BORGER: Senator Levin, I suppose we should ask you, too. Do you have any independent confirmation of this?
LEVIN: No, and I don't know whether it occurred or not.
SCHIEFFER: All right. Well, gentlemen, thank you very much. I'm sorry, we have to end it there.
Back with a final word in just a minute.
SCHIEFFER: Finally today, Monday is the day we celebrate Martin Luther King Jr.'s birthday, and it got me thinking of just how much this country has changed because of him.
When I graduated from college, no black person had ever gone to any school that I had attended.
And I still remember the first black person I shook hands with. I was grown and I was in the Air Force. It wasn't because I tried to avoid it, but the opportunity had never arisen. We lived on one side of town. The black people lived on the other.
Yet, in less than my lifetime--a lot less, I hope--we have gone from a country that officially sanctioned segregation to one in which it is universally condemned. The courts changed the law, but it was Martin Luther King Jr. who made us face up to the law and told us why we should obey it. And when he did, attitudes began to change.
Back in 1960, John Kennedy had to make a long speech to assure voters he could be trusted even though he was a Catholic. Think of the selling job he would have had confronted had he been black back then.

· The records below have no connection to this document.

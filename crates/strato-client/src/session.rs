//! Session state: immutable configuration plus the lazily built runtime.
//!
//! A [`Session`] is created once per logical connection to the backend and
//! lives for the process; all operations against one account share it
//! (behind an `Arc` when used from several tasks). The immutable
//! [`SessionConfig`] is separated from the runtime cache — HTTP transport,
//! slot pool and token manager — which is built exactly once on first use.

use std::sync::Arc;
use std::time::Duration;

use tokio::sync::{OnceCell, OwnedSemaphorePermit, Semaphore};

use strato_auth::{AuthConfig, TokenManager};
use strato_core::HostRegistry;

/// Default number of simultaneously in-flight requests per session.
pub const DEFAULT_SLOT_CAPACITY: usize = 6;

/// Immutable configuration for a [`Session`].
#[derive(Debug, Clone)]
pub struct SessionConfig {
    /// The account all operations are scoped to.
    pub account_id: String,
    /// The client (agent) identifier this session acts as.
    pub client_id: String,
    /// Logical host tag to base URL mapping.
    pub hosts: HostRegistry,
    /// Token-acquisition configuration.
    pub auth: AuthConfig,
    /// Capacity of the slot pool bounding in-flight requests.
    pub slot_capacity: usize,
    /// Per-request timeout of the HTTP transport.
    pub request_timeout: Duration,
}

impl SessionConfig {
    /// Create a configuration with production hosts and default limits.
    #[must_use]
    pub fn new(
        account_id: impl Into<String>,
        client_id: impl Into<String>,
        auth: AuthConfig,
    ) -> Self {
        Self {
            account_id: account_id.into(),
            client_id: client_id.into(),
            hosts: HostRegistry::default(),
            auth,
            slot_capacity: DEFAULT_SLOT_CAPACITY,
            request_timeout: Duration::from_secs(30),
        }
    }

    /// Replace the host registry (staging environments, tests).
    #[must_use]
    pub fn with_hosts(mut self, hosts: HostRegistry) -> Self {
        self.hosts = hosts;
        self
    }

    /// Override the slot-pool capacity. A capacity of zero is treated as
    /// one; a pool that can never be entered would deadlock every caller.
    #[must_use]
    pub fn with_slot_capacity(mut self, capacity: usize) -> Self {
        self.slot_capacity = capacity.max(1);
        self
    }
}

/// Bounded pool of request slots.
///
/// One unit is acquired before any outbound call and released when the
/// returned [`SlotPermit`] drops, so the unit is returned on every exit
/// path. The caller past capacity queues and waits; it is never rejected.
#[derive(Debug, Clone)]
pub struct SlotPool {
    semaphore: Arc<Semaphore>,
    capacity: usize,
}

impl SlotPool {
    /// Create a pool with the given capacity (minimum one).
    #[must_use]
    pub fn new(capacity: usize) -> Self {
        let capacity = capacity.max(1);
        Self {
            semaphore: Arc::new(Semaphore::new(capacity)),
            capacity,
        }
    }

    /// Acquire one slot, waiting if the pool is exhausted.
    ///
    /// # Panics
    ///
    /// Panics if the underlying semaphore has been closed, which this type
    /// never does.
    pub async fn acquire(&self) -> SlotPermit {
        let permit = Arc::clone(&self.semaphore)
            .acquire_owned()
            .await
            .expect("slot pool semaphore closed");
        SlotPermit { _permit: permit }
    }

    /// The configured capacity.
    #[must_use]
    pub const fn capacity(&self) -> usize {
        self.capacity
    }

    /// Slots currently free.
    #[must_use]
    pub fn available(&self) -> usize {
        self.semaphore.available_permits()
    }
}

/// RAII guard for one slot; dropping it releases the slot.
#[derive(Debug)]
pub struct SlotPermit {
    _permit: OwnedSemaphorePermit,
}

/// The lazily initialized, shared runtime of a session.
pub(crate) struct Runtime {
    pub(crate) http: reqwest::Client,
    pub(crate) slots: SlotPool,
    pub(crate) tokens: TokenManager,
}

impl Runtime {
    fn build(config: &SessionConfig) -> Self {
        let http = reqwest::Client::builder()
            .timeout(config.request_timeout)
            .build()
            .expect("failed to create HTTP client");

        let tokens = TokenManager::with_client(http.clone(), config.auth.clone());

        tracing::debug!(
            slot_capacity = config.slot_capacity,
            account_id = %config.account_id,
            "Initialized session runtime"
        );

        Self {
            http,
            slots: SlotPool::new(config.slot_capacity),
            tokens,
        }
    }
}

/// A long-lived connection to the control plane.
///
/// Construction is cheap and performs no I/O; the transport, slot pool and
/// token manager are built exactly once on first use, and repeated or
/// concurrent initialization is idempotent.
pub struct Session {
    config: SessionConfig,
    runtime: OnceCell<Runtime>,
}

impl Session {
    /// Create a session from its immutable configuration.
    #[must_use]
    pub fn new(config: SessionConfig) -> Self {
        Self {
            config,
            runtime: OnceCell::new(),
        }
    }

    /// The session's configuration.
    #[must_use]
    pub fn config(&self) -> &SessionConfig {
        &self.config
    }

    /// Eagerly initialize the transport and slot pool.
    ///
    /// Calling this is optional — the first request initializes lazily —
    /// and always idempotent.
    pub async fn init(&self) {
        let _ = self.runtime().await;
    }

    pub(crate) async fn runtime(&self) -> &Runtime {
        self.runtime
            .get_or_init(|| async { Runtime::build(&self.config) })
            .await
    }
}

#[cfg(test)]
mod tests {
    use super::*;

    use std::sync::atomic::{AtomicUsize, Ordering};

    fn test_config() -> SessionConfig {
        SessionConfig::new("acct-1", "client-1", AuthConfig::default())
    }

    #[test]
    fn zero_capacity_is_clamped() {
        assert_eq!(SlotPool::new(0).capacity(), 1);
        let config = test_config().with_slot_capacity(0);
        assert_eq!(config.slot_capacity, 1);
    }

    #[tokio::test]
    async fn permit_released_on_drop() {
        let pool = SlotPool::new(2);
        let first = pool.acquire().await;
        let _second = pool.acquire().await;
        assert_eq!(pool.available(), 0);
        drop(first);
        assert_eq!(pool.available(), 1);
    }

    #[tokio::test(flavor = "multi_thread", worker_threads = 4)]
    async fn concurrent_holders_never_exceed_capacity() {
        const CAPACITY: usize = 2;
        const CALLERS: usize = 8;

        let pool = SlotPool::new(CAPACITY);
        let current = Arc::new(AtomicUsize::new(0));
        let peak = Arc::new(AtomicUsize::new(0));

        let mut handles = Vec::new();
        for _ in 0..CALLERS {
            let pool = pool.clone();
            let current = Arc::clone(&current);
            let peak = Arc::clone(&peak);
            handles.push(tokio::spawn(async move {
                let _slot = pool.acquire().await;
                let now = current.fetch_add(1, Ordering::SeqCst) + 1;
                peak.fetch_max(now, Ordering::SeqCst);
                tokio::time::sleep(Duration::from_millis(20)).await;
                current.fetch_sub(1, Ordering::SeqCst);
            }));
        }
        for handle in handles {
            handle.await.unwrap();
        }

        assert!(peak.load(Ordering::SeqCst) <= CAPACITY);
        assert_eq!(pool.available(), CAPACITY);
    }

    #[tokio::test]
    async fn extra_caller_waits_for_a_release() {
        let pool = SlotPool::new(1);
        let held = pool.acquire().await;

        let released = Arc::new(AtomicUsize::new(0));
        let waiter = tokio::spawn({
            let pool = pool.clone();
            let released = Arc::clone(&released);
            async move {
                let _slot = pool.acquire().await;
                // Visible only after the holder released
                assert_eq!(released.load(Ordering::SeqCst), 1);
            }
        });

        tokio::time::sleep(Duration::from_millis(30)).await;
        assert!(!waiter.is_finished(), "waiter ran before a slot was free");

        released.store(1, Ordering::SeqCst);
        drop(held);
        waiter.await.unwrap();
    }

    #[tokio::test]
    async fn init_is_idempotent() {
        let session = Session::new(test_config());
        session.init().await;
        let first: *const Runtime = session.runtime().await;
        session.init().await;
        let second: *const Runtime = session.runtime().await;
        assert_eq!(first, second);
    }

    #[tokio::test(flavor = "multi_thread", worker_threads = 4)]
    async fn concurrent_init_builds_one_runtime() {
        let session = Arc::new(Session::new(test_config()));

        let mut handles = Vec::new();
        for _ in 0..4 {
            let session = Arc::clone(&session);
            handles.push(tokio::spawn(async move {
                session.runtime().await as *const Runtime as usize
            }));
        }

        let mut addresses = Vec::new();
        for handle in handles {
            addresses.push(handle.await.unwrap());
        }
        addresses.sort_unstable();
        addresses.dedup();
        assert_eq!(addresses.len(), 1);
        assert_eq!(
            session.runtime().await.slots.capacity(),
            DEFAULT_SLOT_CAPACITY
        );
    }
}
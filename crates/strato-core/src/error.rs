//! Common error types for the strato client.

use crate::hosts::HostTag;
use thiserror::Error;

/// A result type using `CoreError`.
pub type Result<T> = std::result::Result<T, CoreError>;

/// Core errors shared across the strato crates.
#[derive(Debug, Error)]
pub enum CoreError {
    /// No base URL is registered for the requested host tag.
    ///
    /// This is a configuration error, not a runtime condition: a request
    /// routed at an unregistered host can never succeed.
    #[error("no base URL registered for host {0}")]
    UnknownHost(HostTag),

    /// A base URL override was rejected.
    #[error("invalid base URL for host {tag}: {reason}")]
    InvalidBaseUrl {
        /// The host the override was meant for.
        tag: HostTag,
        /// Why the URL was rejected.
        reason: String,
    },
}
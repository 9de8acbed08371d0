use std::cmp::Ordering;
use std::fmt;
use std::hash::{Hash, Hasher};
use std::sync::OnceLock;

use serde::ser::SerializeStruct;
use serde::{Serialize, Serializer};

use crate::DALE_RECKONING;
use crate::rules::{festival, name_of};
use crate::types::{Day, Festival, Month, Year};

/// A resolved date in the Calendar of Harptos.
///
/// Special occasions belong to the month before them: Midwinter is
/// Hammer 31 and Shieldmeet is Flamerule 32. Values are only built by the
/// resolver and never change; the display string is rendered on first use.
#[derive(Debug, Clone)]
pub struct HarptosDate {
    year: Year,
    month: Month,
    day: Day,
    display: OnceLock<String>,
}

impl HarptosDate {
    /// Assembles a date from components the caller has already validated
    /// against each other.
    pub(crate) const fn from_parts(year: Year, month: Month, day: Day) -> Self {
        Self {
            year,
            month,
            day,
            display: OnceLock::new(),
        }
    }

    /// Returns the Dale Reckoning year
    pub const fn year(&self) -> u32 {
        self.year.get()
    }

    /// Returns the month number in `1..=12`
    pub const fn month(&self) -> u8 {
        self.month.get()
    }

    /// Returns the month's name, e.g. "Eleasis"
    pub const fn month_name(&self) -> &'static str {
        self.month.name()
    }

    /// Returns the day of the month.
    ///
    /// Normally `1..=30`; 31 is the special occasion after the month and
    /// 32 is Shieldmeet.
    pub const fn day(&self) -> u8 {
        self.day.get()
    }

    /// Returns the Year type
    pub const fn year_typed(&self) -> Year {
        self.year
    }

    /// Returns the Month type
    pub const fn month_typed(&self) -> Month {
        self.month
    }

    /// Returns the Day type
    pub const fn day_typed(&self) -> Day {
        self.day
    }

    /// Whether the date's year holds Shieldmeet
    pub const fn is_leap_year(&self) -> bool {
        self.year.is_leap()
    }

    /// The festival this date falls on, if any
    pub const fn festival(&self) -> Option<Festival> {
        festival(self.day.get(), self.month.get())
    }

    /// Name of the day without the year, e.g. "Midsummer, Flamerule"
    pub fn day_name(&self) -> String {
        name_of(self.day.get(), self.month)
    }

    /// Human friendly rendering, e.g. "Eleint 14th, 1372 DR".
    ///
    /// Computed once and cached.
    pub fn display(&self) -> &str {
        self.display
            .get_or_init(|| format!("{}, {} {DALE_RECKONING}", self.day_name(), self.year))
    }

    /// Converts to database columns: (year, month, day)
    pub const fn to_columns(&self) -> (u32, u8, u8) {
        (self.year.get(), self.month.get(), self.day.get())
    }
}

impl PartialEq for HarptosDate {
    fn eq(&self, other: &Self) -> bool {
        self.to_columns() == other.to_columns()
    }
}

impl Eq for HarptosDate {}

impl Hash for HarptosDate {
    fn hash<H: Hasher>(&self, state: &mut H) {
        self.to_columns().hash(state);
    }
}

impl PartialOrd for HarptosDate {
    fn partial_cmp(&self, other: &Self) -> Option<Ordering> {
        Some(self.cmp(other))
    }
}

impl Ord for HarptosDate {
    fn cmp(&self, other: &Self) -> Ordering {
        self.to_columns().cmp(&other.to_columns())
    }
}

impl fmt::Display for HarptosDate {
    fn fmt(&self, f: &mut fmt::Formatter<'_>) -> fmt::Result {
        f.write_str(self.display())
    }
}

impl Serialize for HarptosDate {
    fn serialize<S>(&self, serializer: S) -> Result<S::Ok, S::Error>
    where
        S: Serializer,
    {
        let mut state = serializer.serialize_struct("HarptosDate", 5)?;
        state.serialize_field("year", &self.year)?;
        state.serialize_field("month", &self.month)?;
        state.serialize_field("month_name", self.month_name())?;
        state.serialize_field("day", &self.day)?;
        state.serialize_field("display", self.display())?;
        state.end()
    }
}
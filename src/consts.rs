/// Maximum valid month (Nightal)
pub const MAX_MONTH: u8 = 12;

/// First day of month, used for lower bounds
pub const MIN_DAY: u8 = 1;

/// Month number for Hammer
pub const HAMMER: u8 = 1;
/// Month number for Tarsakh
pub const TARSAKH: u8 = 4;
/// Month number for Flamerule, followed by Midsummer and, in leap years, Shieldmeet
pub const FLAMERULE: u8 = 7;
/// Month number for Eleint
pub const ELEINT: u8 = 9;
/// Month number for Uktar
pub const UKTAR: u8 = 11;
/// Month number for Nightal
pub const NIGHTAL: u8 = 12;

/// Month names (index 0 is unused, months are 1-indexed)
pub const MONTH_NAMES: [&str; 13] = [
    "",          // index 0 unused (months are 1-indexed)
    "Hammer",    // Deepwinter
    "Alturiak",  // The Claw of Winter
    "Ches",      // The Claw of the Sunsets
    "Tarsakh",   // The Claw of the Storms
    "Mirtul",    // The Melting
    "Kythorn",   // The Time of Flowers
    "Flamerule", // Summertide
    "Eleasis",   // Highsun
    "Eleint",    // The Fading
    "Marpenoth", // Leaffall
    "Uktar",     // The Rotting
    "Nightal",   // The Drawing Down
];

/// Days in every month before any special occasion is attached
pub const BASE_MONTH_DAYS: u8 = 30;

/// Day number a special occasion takes at the end of its preceding month
pub const SPECIAL_OCCASION_DAY: u8 = 31;

/// Day number Shieldmeet takes at the end of Flamerule in leap years
pub const SHIELDMEET_DAY: u8 = 32;

/// Days in a common year
pub const COMMON_YEAR_DAYS: u16 = 365;
/// Days in a leap year, Shieldmeet included
pub const LEAP_YEAR_DAYS: u16 = 366;

/// Shieldmeet occurs every 4 years
pub(crate) const LEAP_YEAR_CYCLE: u32 = 4;

/// Days in any 4 consecutive years, exactly one of them leap
pub(crate) const LEAP_CYCLE_DAYS: u64 = 3 * COMMON_YEAR_DAYS as u64 + LEAP_YEAR_DAYS as u64;

/// Seconds in a day, used when mapping real-world instants
pub(crate) const SECONDS_PER_DAY: i64 = 86_400;

/// Era suffix appended to every rendered year
pub const DALE_RECKONING: &str = "DR";
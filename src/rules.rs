//! Calendar rules of Harptos.
//!
//! Pure lookups over year and month lengths and day names. Special
//! occasions are counted as the last day of the month before them, so
//! months 1, 4, 7, 9 and 11 run to 31 days and Flamerule runs to 32 in
//! leap years.

use crate::consts::{
    BASE_MONTH_DAYS, COMMON_YEAR_DAYS, ELEINT, FLAMERULE, HAMMER, LEAP_YEAR_CYCLE, LEAP_YEAR_DAYS,
    MAX_MONTH, MIN_DAY, SHIELDMEET_DAY, SPECIAL_OCCASION_DAY, TARSAKH, UKTAR,
};
use crate::types::{Festival, Month};
use crate::DateError;

/// Whether Shieldmeet falls in `year`. Every fourth year, no century rule.
pub const fn is_leap_year(year: u32) -> bool {
    year % LEAP_YEAR_CYCLE == 0
}

/// Number of days in `year`: 366 if it is a leap year, otherwise 365.
pub const fn year_length(year: u32) -> u16 {
    if is_leap_year(year) {
        LEAP_YEAR_DAYS
    } else {
        COMMON_YEAR_DAYS
    }
}

/// Number of days in `month`, counting the special occasion that follows it.
///
/// Months followed by a special occasion have 31 days, Flamerule has 32 in
/// leap years and every other month has 30.
pub const fn month_length(month: u8, is_leap_year: bool) -> u8 {
    debug_assert!(month != 0 && month <= MAX_MONTH);

    match month {
        FLAMERULE if is_leap_year => SHIELDMEET_DAY,
        HAMMER | TARSAKH | FLAMERULE | ELEINT | UKTAR => SPECIAL_OCCASION_DAY,
        _ => BASE_MONTH_DAYS,
    }
}

/// The festival at `day` of `month`, if that position holds one.
///
/// Does not check that Shieldmeet actually occurs in a given year.
pub const fn festival(day: u8, month: u8) -> Option<Festival> {
    match (day, month) {
        (SHIELDMEET_DAY, FLAMERULE) => Some(Festival::Shieldmeet),
        (SPECIAL_OCCASION_DAY, HAMMER) => Some(Festival::Midwinter),
        (SPECIAL_OCCASION_DAY, TARSAKH) => Some(Festival::Greengrass),
        (SPECIAL_OCCASION_DAY, FLAMERULE) => Some(Festival::Midsummer),
        (SPECIAL_OCCASION_DAY, ELEINT) => Some(Festival::HighHarvestide),
        (SPECIAL_OCCASION_DAY, UKTAR) => Some(Festival::FeastOfTheMoon),
        _ => None,
    }
}

/// Name of `month`, e.g. "Hammer".
///
/// # Errors
/// Returns `DateError::InvalidMonth` if the month is not in `1..=12`.
pub fn month_name(month: u8) -> Result<&'static str, DateError> {
    Month::new(month).map(Month::name)
}

/// Human friendly name of `day` in `month`.
///
/// Festivals carry the name of the month they follow, except Shieldmeet
/// which stands alone. Ordinals are spelled out for the first three days
/// and suffixed for 21-23; every other day takes "th".
///
/// # Errors
/// Returns `DateError::InvalidMonth` for a month outside `1..=12` and
/// `DateError::InvalidDay` for day 0 or a day 31 in a month that no
/// special occasion follows. The resolver never produces either.
pub fn day_name(day: u8, month: u8) -> Result<String, DateError> {
    let month = Month::new(month)?;
    if day < MIN_DAY || (day == SPECIAL_OCCASION_DAY && festival(day, month.get()).is_none()) {
        return Err(DateError::InvalidDay {
            day,
            month: month.get(),
        });
    }
    Ok(name_of(day, month))
}

/// Names a day already known to be valid for its month.
pub(crate) fn name_of(day: u8, month: Month) -> String {
    let month_name = month.name();

    match festival(day, month.get()) {
        Some(Festival::Shieldmeet) => return Festival::Shieldmeet.to_string(),
        Some(festival) => return format!("{festival}, {month_name}"),
        None => {}
    }

    match day {
        1 => format!("First of {month_name}"),
        2 => format!("Second of {month_name}"),
        3 => format!("Third of {month_name}"),
        21 => format!("{month_name} {day}st"),
        22 => format!("{month_name} {day}nd"),
        23 => format!("{month_name} {day}rd"),
        _ => format!("{month_name} {day}th"),
    }
}

#[cfg(test)]
mod tests {
    use super::*;

    #[test]
    fn test_is_leap_year_cases() {
        struct TestCase {
            year: u32,
            is_leap: bool,
            description: &'static str,
        }

        let cases = [
            TestCase {
                year: 1372,
                is_leap: true,
                description: "divisible by 4",
            },
            TestCase {
                year: 1376,
                is_leap: true,
                description: "divisible by 4",
            },
            TestCase {
                year: 1377,
                is_leap: false,
                description: "not divisible by 4",
            },
            TestCase {
                year: 1389,
                is_leap: false,
                description: "not divisible by 4",
            },
            // No Gregorian century correction
            TestCase {
                year: 1400,
                is_leap: true,
                description: "century divisible by 4",
            },
            TestCase {
                year: 1500,
                is_leap: true,
                description: "century divisible by 4",
            },
        ];

        for case in &cases {
            assert_eq!(
                is_leap_year(case.year),
                case.is_leap,
                "Year {} ({}): expected {}",
                case.year,
                case.description,
                if case.is_leap {
                    "leap year"
                } else {
                    "not leap year"
                }
            );
        }
    }

    #[test]
    fn test_year_length_matches_leap_rule() {
        for year in 1..=2000 {
            let length = year_length(year);
            assert!(length == 365 || length == 366, "Year {year} has {length} days");
            assert_eq!(length == 366, year % 4 == 0, "Year {year}");
        }
    }

    #[test]
    fn test_any_four_years_span_1461_days() {
        for start in 1..=400 {
            let total: u32 = (start..start + 4).map(|y| u32::from(year_length(y))).sum();
            assert_eq!(total, 1461, "Years {start}..{}", start + 4);
        }
    }

    #[test]
    fn test_month_length_values() {
        let expected_common = [31, 30, 30, 31, 30, 30, 31, 30, 31, 30, 31, 30];
        let expected_leap = [31, 30, 30, 31, 30, 30, 32, 30, 31, 30, 31, 30];
        for month in 1..=12u8 {
            let index = usize::from(month - 1);
            assert_eq!(month_length(month, false), expected_common[index], "Month {month}");
            assert_eq!(month_length(month, true), expected_leap[index], "Month {month}");
        }
    }

    #[test]
    fn test_month_length_32_only_for_leap_flamerule() {
        for month in 1..=12u8 {
            for leap in [false, true] {
                let length = month_length(month, leap);
                assert!((30..=32).contains(&length));
                assert_eq!(length == 32, month == 7 && leap, "Month {month}, leap {leap}");
            }
        }
    }

    #[test]
    fn test_month_lengths_sum_to_year_length() {
        let common: u16 = (1..=12).map(|m| u16::from(month_length(m, false))).sum();
        let leap: u16 = (1..=12).map(|m| u16::from(month_length(m, true))).sum();
        assert_eq!(common, 365);
        assert_eq!(leap, 366);
    }

    #[test]
    fn test_festival_lookup() {
        assert_eq!(festival(31, 1), Some(Festival::Midwinter));
        assert_eq!(festival(31, 7), Some(Festival::Midsummer));
        assert_eq!(festival(32, 7), Some(Festival::Shieldmeet));
        assert_eq!(festival(31, 2), None);
        assert_eq!(festival(32, 1), None);
        assert_eq!(festival(1, 1), None);
    }

    #[test]
    fn test_month_name() {
        assert_eq!(month_name(1).unwrap(), "Hammer");
        assert_eq!(month_name(12).unwrap(), "Nightal");
        assert!(matches!(month_name(0), Err(DateError::InvalidMonth(0))));
        assert!(matches!(month_name(13), Err(DateError::InvalidMonth(13))));
    }

    #[test]
    fn test_day_name_festivals() {
        assert_eq!(day_name(32, 7).unwrap(), "Shieldmeet");
        assert_eq!(day_name(31, 1).unwrap(), "Midwinter, Hammer");
        assert_eq!(day_name(31, 4).unwrap(), "Greengrass, Tarsakh");
        assert_eq!(day_name(31, 7).unwrap(), "Midsummer, Flamerule");
        assert_eq!(day_name(31, 9).unwrap(), "High Harvestide, Eleint");
        assert_eq!(day_name(31, 11).unwrap(), "Feast of the Moon, Uktar");
    }

    #[test]
    fn test_day_name_ordinals() {
        struct TestCase {
            day: u8,
            expected: &'static str,
        }

        let cases = [
            TestCase {
                day: 1,
                expected: "First of Mirtul",
            },
            TestCase {
                day: 2,
                expected: "Second of Mirtul",
            },
            TestCase {
                day: 3,
                expected: "Third of Mirtul",
            },
            TestCase {
                day: 4,
                expected: "Mirtul 4th",
            },
            TestCase {
                day: 11,
                expected: "Mirtul 11th",
            },
            TestCase {
                day: 21,
                expected: "Mirtul 21st",
            },
            TestCase {
                day: 22,
                expected: "Mirtul 22nd",
            },
            TestCase {
                day: 23,
                expected: "Mirtul 23rd",
            },
            TestCase {
                day: 24,
                expected: "Mirtul 24th",
            },
            TestCase {
                day: 30,
                expected: "Mirtul 30th",
            },
        ];

        for case in &cases {
            assert_eq!(day_name(case.day, 5).unwrap(), case.expected, "Day {}", case.day);
        }
    }

    #[test]
    fn test_day_name_rejects_day_31_without_festival() {
        for month in [2, 3, 5, 6, 8, 10, 12] {
            let result = day_name(31, month);
            assert!(
                matches!(result, Err(DateError::InvalidDay { day: 31, month: m }) if m == month),
                "Month {month}"
            );
        }
    }

    #[test]
    fn test_day_name_rejects_bad_input() {
        assert!(matches!(
            day_name(0, 1),
            Err(DateError::InvalidDay { day: 0, month: 1 })
        ));
        assert!(matches!(day_name(1, 0), Err(DateError::InvalidMonth(0))));
        assert!(matches!(day_name(1, 13), Err(DateError::InvalidMonth(13))));
    }
}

Yet, what struck me, when Colin Powell was thinking of running for president several years ago was that race was the one question that never really came up.
And today, George Bush's ethnicity--read that, Texan--draws more comment than that of his secretary of state, which is hardly ever noticed. That is a big deal, and much of the credit goes to King.
In leading black people to their rightful place, he led all of us to a better world.
Tomorrow is a day off for most of us. Use part of it to tell te kids what Martin Luther King Jr. did, not just for African-Americans, but for all of us.